> _RAW DATA_
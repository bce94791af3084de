use serde::{Deserialize, Serialize};
use std::collections::HashMap;

/// A case older than this many whole days has breached its turnaround time.
pub const TAT_BREACH_DAYS: i64 = 14;

/// Ageing bucket thresholds, in whole days. Rendered client-side; the
/// server only reports the breach count.
pub const TAT_GREEN_MAX_DAYS: i64 = 6;
pub const TAT_AMBER_MAX_DAYS: i64 = 9;
pub const TAT_RED_MAX_DAYS: i64 = 14;

/// Tally of investigation cases per classification.
#[derive(Debug, Clone, Default, PartialEq, Eq, Serialize, Deserialize)]
#[cfg_attr(feature = "openapi", derive(utoipa::ToSchema))]
pub struct ClassificationCounts {
    #[serde(rename = "Fraud")]
    pub fraud: i64,
    #[serde(rename = "Scam")]
    pub scam: i64,
    #[serde(rename = "Non-Fraud")]
    pub non_fraud: i64,
}

/// Read-only rollups over the current case state, recomputed per call.
#[derive(Debug, Clone, Default, Serialize, Deserialize)]
#[cfg_attr(feature = "openapi", derive(utoipa::ToSchema))]
pub struct Statistics {
    pub total_exec_cases: i64,
    pub total_rpp_cases: i64,
    pub pending_close_requests: i64,
    /// Investigation cases whose age exceeds `TAT_BREACH_DAYS`.
    pub tat_breach: i64,
    pub classification: ClassificationCounts,
    pub mo_breakdown: HashMap<String, i64>,
    pub bank_breakdown: HashMap<String, i64>,
    pub rpp_monthly: HashMap<String, i64>,
}

#[derive(Debug, Clone, Serialize, Deserialize)]
#[cfg_attr(feature = "openapi", derive(utoipa::ToSchema))]
pub struct StatisticsEnvelope {
    pub statistics: Statistics,
}

#[cfg(test)]
mod tests {
    use super::*;

    #[test]
    fn classification_counts_use_display_keys() {
        let counts = ClassificationCounts {
            fraud: 3,
            scam: 1,
            non_fraud: 2,
        };
        let json = serde_json::to_value(&counts).unwrap();
        assert_eq!(json["Fraud"], 3);
        assert_eq!(json["Scam"], 1);
        assert_eq!(json["Non-Fraud"], 2);
    }
}
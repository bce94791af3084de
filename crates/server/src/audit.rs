use sqlx::{Pool, Postgres};

/// Audit action tags.
pub mod actions {
    pub const LOGIN: &str = "LOGIN";
    pub const CREATE_USER: &str = "CREATE_USER";
    pub const UPDATE_USER: &str = "UPDATE_USER";
    pub const CREATE_CASE: &str = "CREATE_CASE";
    pub const UPDATE_CASE: &str = "UPDATE_CASE";
    pub const CLOSE_CASE: &str = "CLOSE_CASE";
    pub const CREATE_CLOSE_REQUEST: &str = "CREATE_CLOSE_REQUEST";
    pub const APPROVE_CLOSE_REQUEST: &str = "APPROVE_CLOSE_REQUEST";
    pub const REJECT_CLOSE_REQUEST: &str = "REJECT_CLOSE_REQUEST";
    pub const CREATE_RPP_CASE: &str = "CREATE_RPP_CASE";
    pub const UPDATE_RPP_CASE: &str = "UPDATE_RPP_CASE";
}

/// One audit entry to append. Repo operations return these alongside
/// their result; handlers hand them to `dispatch` after the work is done.
#[derive(Debug, Clone)]
pub struct AuditEvent {
    pub user_id: i64,
    pub action: &'static str,
    pub resource_type: &'static str,
    pub resource_id: String,
    pub details: serde_json::Value,
}

impl AuditEvent {
    pub fn new(
        user_id: i64,
        action: &'static str,
        resource_type: &'static str,
        resource_id: impl ToString,
        details: serde_json::Value,
    ) -> Self {
        Self {
            user_id,
            action,
            resource_type,
            resource_id: resource_id.to_string(),
            details,
        }
    }
}

/// Append audit events on a detached task. Best-effort by contract:
/// insert failures are logged and never reach the caller.
pub fn dispatch(pool: &Pool<Postgres>, events: Vec<AuditEvent>) {
    if events.is_empty() {
        return;
    }
    let pool = pool.clone();
    tokio::spawn(async move {
        for event in events {
            if let Err(err) = insert(&pool, &event).await {
                log::warn!("audit write failed for {}: {err}", event.action);
            }
        }
    });
}

async fn insert(pool: &Pool<Postgres>, event: &AuditEvent) -> Result<(), sqlx::Error> {
    sqlx::query(
        r#"
        INSERT INTO audit_logs (user_id, action, resource_type, resource_id, details)
        VALUES ($1, $2, $3, $4, $5)
        "#,
    )
    .bind(event.user_id)
    .bind(event.action)
    .bind(event.resource_type)
    .bind(&event.resource_id)
    .bind(&event.details)
    .execute(pool)
    .await?;
    Ok(())
}

#[cfg(test)]
mod tests {
    use super::*;

    #[test]
    fn event_captures_resource_reference() {
        let event = AuditEvent::new(
            7,
            actions::CLOSE_CASE,
            "exec_case",
            uuid::Uuid::nil(),
            serde_json::json!({ "resolution": "resolved" }),
        );
        assert_eq!(event.action, "CLOSE_CASE");
        assert_eq!(event.resource_id, uuid::Uuid::nil().to_string());
        assert_eq!(event.details["resolution"], "resolved");
    }
}
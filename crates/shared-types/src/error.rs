use serde::{Deserialize, Serialize};
use std::fmt;

/// Categorization of application errors.
#[derive(Debug, Clone, Copy, Default, Serialize, Deserialize, PartialEq, Eq)]
#[cfg_attr(feature = "openapi", derive(utoipa::ToSchema))]
pub enum AppErrorKind {
    NotFound,
    BadRequest,
    Validation,
    Conflict,
    Unauthorized,
    Forbidden,
    RateLimited,
    Database,
    #[default]
    Internal,
}

impl fmt::Display for AppErrorKind {
    fn fmt(&self, f: &mut fmt::Formatter<'_>) -> fmt::Result {
        match self {
            AppErrorKind::NotFound => write!(f, "NotFound"),
            AppErrorKind::BadRequest => write!(f, "BadRequest"),
            AppErrorKind::Validation => write!(f, "Validation"),
            AppErrorKind::Conflict => write!(f, "Conflict"),
            AppErrorKind::Unauthorized => write!(f, "Unauthorized"),
            AppErrorKind::Forbidden => write!(f, "Forbidden"),
            AppErrorKind::RateLimited => write!(f, "RateLimited"),
            AppErrorKind::Database => write!(f, "Database"),
            AppErrorKind::Internal => write!(f, "Internal"),
        }
    }
}

/// Structured application error. Serializes on the wire as a single
/// `{"error": "..."}` object; the kind only drives the HTTP status.
#[derive(Debug, Clone, Serialize, Deserialize, PartialEq)]
#[cfg_attr(feature = "openapi", derive(utoipa::ToSchema))]
pub struct AppError {
    #[serde(skip)]
    pub kind: AppErrorKind,
    #[serde(rename = "error")]
    pub message: String,
}

impl AppError {
    fn new(kind: AppErrorKind, message: impl Into<String>) -> Self {
        Self {
            kind,
            message: message.into(),
        }
    }

    pub fn not_found(message: impl Into<String>) -> Self {
        Self::new(AppErrorKind::NotFound, message)
    }

    pub fn bad_request(message: impl Into<String>) -> Self {
        Self::new(AppErrorKind::BadRequest, message)
    }

    pub fn validation(message: impl Into<String>) -> Self {
        Self::new(AppErrorKind::Validation, message)
    }

    pub fn conflict(message: impl Into<String>) -> Self {
        Self::new(AppErrorKind::Conflict, message)
    }

    pub fn unauthorized(message: impl Into<String>) -> Self {
        Self::new(AppErrorKind::Unauthorized, message)
    }

    pub fn forbidden(message: impl Into<String>) -> Self {
        Self::new(AppErrorKind::Forbidden, message)
    }

    pub fn rate_limited(message: impl Into<String>) -> Self {
        Self::new(AppErrorKind::RateLimited, message)
    }

    pub fn database(message: impl Into<String>) -> Self {
        Self::new(AppErrorKind::Database, message)
    }

    pub fn internal(message: impl Into<String>) -> Self {
        Self::new(AppErrorKind::Internal, message)
    }

    #[cfg_attr(not(feature = "server"), allow(dead_code))]
    fn status_code_u16(&self) -> u16 {
        match self.kind {
            AppErrorKind::NotFound => 404,
            AppErrorKind::BadRequest => 400,
            AppErrorKind::Validation => 400,
            AppErrorKind::Conflict => 409,
            AppErrorKind::Unauthorized => 401,
            AppErrorKind::Forbidden => 403,
            AppErrorKind::RateLimited => 429,
            AppErrorKind::Database => 500,
            AppErrorKind::Internal => 500,
        }
    }
}

impl fmt::Display for AppError {
    fn fmt(&self, f: &mut fmt::Formatter<'_>) -> fmt::Result {
        write!(f, "{}: {}", self.kind, self.message)
    }
}

impl std::error::Error for AppError {}

#[cfg(feature = "server")]
impl axum::response::IntoResponse for AppError {
    fn into_response(self) -> axum::response::Response {
        let status = axum::http::StatusCode::from_u16(self.status_code_u16())
            .unwrap_or(axum::http::StatusCode::INTERNAL_SERVER_ERROR);
        (status, axum::Json(self)).into_response()
    }
}

#[cfg(test)]
mod tests {
    use super::*;

    #[test]
    fn serializes_as_single_error_field() {
        let err = AppError::conflict("Case ID already exists");
        let json = serde_json::to_value(&err).unwrap();
        assert_eq!(json, serde_json::json!({ "error": "Case ID already exists" }));
    }

    #[test]
    fn kind_is_not_leaked_on_the_wire() {
        let json = serde_json::to_string(&AppError::forbidden("nope")).unwrap();
        assert!(!json.contains("Forbidden"));
        assert!(!json.contains("kind"));
    }

    #[test]
    fn status_code_mapping() {
        assert_eq!(AppError::not_found("").status_code_u16(), 404);
        assert_eq!(AppError::bad_request("").status_code_u16(), 400);
        assert_eq!(AppError::validation("").status_code_u16(), 400);
        assert_eq!(AppError::conflict("").status_code_u16(), 409);
        assert_eq!(AppError::unauthorized("").status_code_u16(), 401);
        assert_eq!(AppError::forbidden("").status_code_u16(), 403);
        assert_eq!(AppError::rate_limited("").status_code_u16(), 429);
        assert_eq!(AppError::database("").status_code_u16(), 500);
        assert_eq!(AppError::internal("").status_code_u16(), 500);
    }

    #[test]
    fn display_impl_formats_correctly() {
        let err = AppError::unauthorized("bad credentials");
        assert_eq!(format!("{}", err), "Unauthorized: bad credentials");
    }

    #[test]
    fn deserializes_error_body() {
        let parsed: AppError = serde_json::from_str(r#"{"error":"Case not found"}"#).unwrap();
        assert_eq!(parsed.message, "Case not found");
    }
}
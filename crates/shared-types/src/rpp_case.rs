use chrono::{DateTime, NaiveDate, Utc};
use serde::{Deserialize, Serialize};
use uuid::Uuid;

// ---------------------------------------------------------------------------
// Domain struct
// ---------------------------------------------------------------------------

/// Intake channels for an incoming report. A BMID may have at most one
/// record per channel, so at most two records in total.
pub const SOURCE_EMAIL: &str = "Email";
pub const SOURCE_RPP_PORTAL: &str = "RPP Portal";

/// Sentinel fund result meaning no recovered funds were found.
pub const FUND_RESULT_NONE: &str = "None";
/// Values forced onto the PR status / memo type when the fund result is
/// the "None" sentinel.
pub const FUND_PR_STATUS_NIL: &str = "Nil";
pub const FUND_MEMO_NO_RECORD: &str = "No record found";

/// An incoming report logged by the officer desk.
#[derive(Debug, Clone, Serialize, Deserialize)]
#[cfg_attr(feature = "openapi", derive(utoipa::ToSchema))]
#[cfg_attr(feature = "server", derive(sqlx::FromRow))]
pub struct RppCase {
    pub id: Uuid,
    /// Business/member identifier used for duplicate detection.
    pub bmid: String,
    pub rpp_id: Option<String>,
    pub source_type: String,
    pub date_received: NaiveDate,
    /// Derived `YYYY-MM` period of receipt.
    pub month_received: String,
    pub email: Option<String>,
    pub rpp_portal: Option<String>,
    pub complainant_name: Option<String>,
    pub complainant_ic: Option<String>,
    pub complainant_phone: Option<String>,
    pub bank_name: Option<String>,
    pub account_number: Option<String>,
    pub amount: f64,
    pub fraud_type: Option<String>,
    pub icbs_tag: Option<String>,
    pub action_taken_icbs: Option<String>,
    pub fund_result: Option<String>,
    pub fund_pr_status: Option<String>,
    pub fund_memo_type: Option<String>,
    pub status: String,
    pub remarks: Option<String>,
    pub pic: i64,
    pub created_by: i64,
    pub created_at: DateTime<Utc>,
    pub updated_at: DateTime<Utc>,
}

// ---------------------------------------------------------------------------
// Request/response DTOs
// ---------------------------------------------------------------------------

/// Request body for logging an incoming report.
#[derive(Debug, Clone, Default, Deserialize)]
#[cfg_attr(feature = "openapi", derive(utoipa::ToSchema))]
pub struct CreateRppCaseRequest {
    #[serde(default)]
    pub bmid: Option<String>,
    #[serde(default)]
    pub rpp_id: Option<String>,
    #[serde(default)]
    pub source_type: Option<String>,
    #[serde(default)]
    pub date_received: Option<NaiveDate>,
    #[serde(default)]
    pub month_received: Option<String>,
    #[serde(default)]
    pub email: Option<String>,
    #[serde(default)]
    pub rpp_portal: Option<String>,
    #[serde(default)]
    pub complainant_name: Option<String>,
    #[serde(default)]
    pub complainant_ic: Option<String>,
    #[serde(default)]
    pub complainant_phone: Option<String>,
    #[serde(default)]
    pub bank_name: Option<String>,
    #[serde(default)]
    pub account_number: Option<String>,
    #[serde(default)]
    pub amount: Option<f64>,
    #[serde(default)]
    pub fraud_type: Option<String>,
    #[serde(default)]
    pub icbs_tag: Option<String>,
    #[serde(default)]
    pub action_taken_icbs: Option<String>,
    #[serde(default)]
    pub fund_result: Option<String>,
    #[serde(default)]
    pub fund_pr_status: Option<String>,
    #[serde(default)]
    pub fund_memo_type: Option<String>,
    #[serde(default)]
    pub status: Option<String>,
    #[serde(default)]
    pub remarks: Option<String>,
}

/// Partial patch for an incoming report. Record id, creation timestamp,
/// and creator are immutable and have no field here.
#[derive(Debug, Clone, Default, Deserialize)]
#[cfg_attr(feature = "openapi", derive(utoipa::ToSchema))]
pub struct UpdateRppCaseRequest {
    #[serde(default)]
    pub bmid: Option<String>,
    #[serde(default)]
    pub rpp_id: Option<String>,
    #[serde(default)]
    pub source_type: Option<String>,
    #[serde(default)]
    pub date_received: Option<NaiveDate>,
    #[serde(default)]
    pub month_received: Option<String>,
    #[serde(default)]
    pub email: Option<String>,
    #[serde(default)]
    pub rpp_portal: Option<String>,
    #[serde(default)]
    pub complainant_name: Option<String>,
    #[serde(default)]
    pub complainant_ic: Option<String>,
    #[serde(default)]
    pub complainant_phone: Option<String>,
    #[serde(default)]
    pub bank_name: Option<String>,
    #[serde(default)]
    pub account_number: Option<String>,
    #[serde(default)]
    pub amount: Option<f64>,
    #[serde(default)]
    pub fraud_type: Option<String>,
    #[serde(default)]
    pub icbs_tag: Option<String>,
    #[serde(default)]
    pub action_taken_icbs: Option<String>,
    #[serde(default)]
    pub fund_result: Option<String>,
    #[serde(default)]
    pub fund_pr_status: Option<String>,
    #[serde(default)]
    pub fund_memo_type: Option<String>,
    #[serde(default)]
    pub status: Option<String>,
    #[serde(default)]
    pub remarks: Option<String>,
    #[serde(default)]
    pub pic: Option<i64>,
}

#[derive(Debug, Clone, Serialize, Deserialize)]
#[cfg_attr(feature = "openapi", derive(utoipa::ToSchema))]
pub struct RppCaseEnvelope {
    pub case: RppCase,
}

#[derive(Debug, Clone, Serialize, Deserialize)]
#[cfg_attr(feature = "openapi", derive(utoipa::ToSchema))]
pub struct RppCasesEnvelope {
    pub cases: Vec<RppCase>,
}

> _TASK DETAILS_
Filter the records above down to the lines that hold the string "HashMap".

> _OUTPUT OF THE EXERCISE_
use std::collections::HashMap;
    pub mo_breakdown: HashMap<String, i64>,
    pub bank_breakdown: HashMap<String, i64>,
    pub rpp_monthly: HashMap<String, i64>,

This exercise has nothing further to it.